Task statement:
Below are the records; copy each line in which "AuthParamRef" can be found.

********

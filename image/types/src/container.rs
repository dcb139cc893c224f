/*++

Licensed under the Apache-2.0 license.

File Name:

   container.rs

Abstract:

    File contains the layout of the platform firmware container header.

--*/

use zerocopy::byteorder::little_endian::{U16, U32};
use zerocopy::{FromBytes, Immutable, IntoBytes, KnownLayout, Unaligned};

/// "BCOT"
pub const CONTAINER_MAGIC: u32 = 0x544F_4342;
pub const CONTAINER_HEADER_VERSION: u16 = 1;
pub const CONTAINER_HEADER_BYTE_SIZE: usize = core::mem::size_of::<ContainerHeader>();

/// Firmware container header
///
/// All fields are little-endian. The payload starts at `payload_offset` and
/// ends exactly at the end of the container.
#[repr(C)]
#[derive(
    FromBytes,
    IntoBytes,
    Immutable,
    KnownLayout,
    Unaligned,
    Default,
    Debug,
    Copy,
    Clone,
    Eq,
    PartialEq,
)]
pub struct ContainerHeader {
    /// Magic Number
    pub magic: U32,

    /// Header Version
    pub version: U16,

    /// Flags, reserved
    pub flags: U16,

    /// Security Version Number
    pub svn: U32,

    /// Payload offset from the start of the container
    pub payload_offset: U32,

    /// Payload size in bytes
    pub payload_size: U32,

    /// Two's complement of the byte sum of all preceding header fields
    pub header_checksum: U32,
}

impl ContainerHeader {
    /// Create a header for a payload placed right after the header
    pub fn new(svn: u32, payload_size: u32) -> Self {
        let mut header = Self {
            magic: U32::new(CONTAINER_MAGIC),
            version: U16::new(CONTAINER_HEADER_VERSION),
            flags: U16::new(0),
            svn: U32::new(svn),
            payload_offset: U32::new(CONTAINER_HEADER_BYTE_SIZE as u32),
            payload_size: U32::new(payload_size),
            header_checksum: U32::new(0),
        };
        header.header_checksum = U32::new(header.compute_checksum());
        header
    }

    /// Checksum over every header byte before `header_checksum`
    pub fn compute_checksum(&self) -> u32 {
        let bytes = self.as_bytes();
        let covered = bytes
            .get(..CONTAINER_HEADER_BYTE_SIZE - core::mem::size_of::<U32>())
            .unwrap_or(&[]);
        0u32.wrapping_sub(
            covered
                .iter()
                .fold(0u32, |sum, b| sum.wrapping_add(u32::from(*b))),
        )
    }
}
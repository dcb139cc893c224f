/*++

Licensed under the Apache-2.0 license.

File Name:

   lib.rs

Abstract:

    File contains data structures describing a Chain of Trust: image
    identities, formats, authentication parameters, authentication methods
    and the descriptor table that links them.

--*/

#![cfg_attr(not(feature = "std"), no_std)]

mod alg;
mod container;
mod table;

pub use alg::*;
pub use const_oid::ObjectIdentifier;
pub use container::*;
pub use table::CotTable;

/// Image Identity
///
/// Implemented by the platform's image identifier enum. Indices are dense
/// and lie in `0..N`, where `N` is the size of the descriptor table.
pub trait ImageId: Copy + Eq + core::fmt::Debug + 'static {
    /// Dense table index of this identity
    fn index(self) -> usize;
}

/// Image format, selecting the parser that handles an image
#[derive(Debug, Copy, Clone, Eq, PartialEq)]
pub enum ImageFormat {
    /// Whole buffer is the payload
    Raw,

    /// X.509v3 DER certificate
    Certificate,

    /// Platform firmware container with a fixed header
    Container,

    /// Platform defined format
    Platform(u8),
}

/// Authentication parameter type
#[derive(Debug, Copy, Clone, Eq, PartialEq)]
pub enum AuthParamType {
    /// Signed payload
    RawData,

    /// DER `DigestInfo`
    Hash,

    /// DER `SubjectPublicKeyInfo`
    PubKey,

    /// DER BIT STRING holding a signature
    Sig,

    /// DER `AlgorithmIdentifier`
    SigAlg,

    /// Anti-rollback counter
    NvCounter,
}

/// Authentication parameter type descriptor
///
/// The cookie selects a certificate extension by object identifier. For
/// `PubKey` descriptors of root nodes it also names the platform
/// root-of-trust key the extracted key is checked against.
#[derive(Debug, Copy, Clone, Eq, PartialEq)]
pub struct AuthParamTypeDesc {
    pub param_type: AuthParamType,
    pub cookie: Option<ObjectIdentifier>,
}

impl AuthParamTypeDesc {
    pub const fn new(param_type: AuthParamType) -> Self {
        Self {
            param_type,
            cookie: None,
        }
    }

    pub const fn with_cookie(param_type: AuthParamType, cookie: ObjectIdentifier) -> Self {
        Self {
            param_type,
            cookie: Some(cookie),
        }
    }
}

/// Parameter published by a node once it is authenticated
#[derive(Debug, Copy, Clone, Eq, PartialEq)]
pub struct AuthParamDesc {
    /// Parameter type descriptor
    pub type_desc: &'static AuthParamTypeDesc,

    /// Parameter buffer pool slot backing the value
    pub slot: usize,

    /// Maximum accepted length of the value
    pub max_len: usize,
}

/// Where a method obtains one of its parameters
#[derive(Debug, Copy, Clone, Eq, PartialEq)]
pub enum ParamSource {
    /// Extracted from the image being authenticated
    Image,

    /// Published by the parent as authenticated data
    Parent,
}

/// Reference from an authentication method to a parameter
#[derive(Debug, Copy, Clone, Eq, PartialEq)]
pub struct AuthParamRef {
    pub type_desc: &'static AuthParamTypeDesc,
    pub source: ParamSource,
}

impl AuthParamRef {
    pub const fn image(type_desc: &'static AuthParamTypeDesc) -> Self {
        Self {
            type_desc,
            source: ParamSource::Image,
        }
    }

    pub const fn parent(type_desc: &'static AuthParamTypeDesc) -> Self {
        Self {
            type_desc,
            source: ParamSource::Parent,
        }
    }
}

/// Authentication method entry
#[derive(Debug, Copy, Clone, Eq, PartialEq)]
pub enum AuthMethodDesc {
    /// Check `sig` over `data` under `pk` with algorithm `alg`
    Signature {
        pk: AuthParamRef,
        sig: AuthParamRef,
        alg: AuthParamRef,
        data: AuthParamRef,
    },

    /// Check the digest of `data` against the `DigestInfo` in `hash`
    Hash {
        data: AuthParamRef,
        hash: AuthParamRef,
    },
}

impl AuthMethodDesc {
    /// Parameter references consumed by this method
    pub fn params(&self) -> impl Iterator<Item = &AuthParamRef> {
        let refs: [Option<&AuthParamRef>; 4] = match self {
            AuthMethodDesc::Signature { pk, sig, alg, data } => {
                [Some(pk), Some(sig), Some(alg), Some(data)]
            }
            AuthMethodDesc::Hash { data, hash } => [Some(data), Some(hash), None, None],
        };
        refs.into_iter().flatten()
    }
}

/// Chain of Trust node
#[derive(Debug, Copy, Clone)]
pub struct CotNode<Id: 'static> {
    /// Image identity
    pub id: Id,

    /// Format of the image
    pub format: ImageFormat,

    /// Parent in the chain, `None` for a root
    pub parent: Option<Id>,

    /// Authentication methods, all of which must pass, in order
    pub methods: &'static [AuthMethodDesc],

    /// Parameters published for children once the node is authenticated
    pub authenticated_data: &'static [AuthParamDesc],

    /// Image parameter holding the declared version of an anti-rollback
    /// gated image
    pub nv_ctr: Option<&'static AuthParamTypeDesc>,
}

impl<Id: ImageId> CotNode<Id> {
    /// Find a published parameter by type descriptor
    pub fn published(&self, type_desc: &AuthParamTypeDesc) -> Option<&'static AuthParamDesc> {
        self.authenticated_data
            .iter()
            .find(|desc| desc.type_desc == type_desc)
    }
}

********

Solution below:
pub struct AuthParamRef {
impl AuthParamRef {
        pk: AuthParamRef,
        sig: AuthParamRef,
        alg: AuthParamRef,
        data: AuthParamRef,
        data: AuthParamRef,
        hash: AuthParamRef,
    pub fn params(&self) -> impl Iterator<Item = &AuthParamRef> {
        let refs: [Option<&AuthParamRef>; 4] = match self {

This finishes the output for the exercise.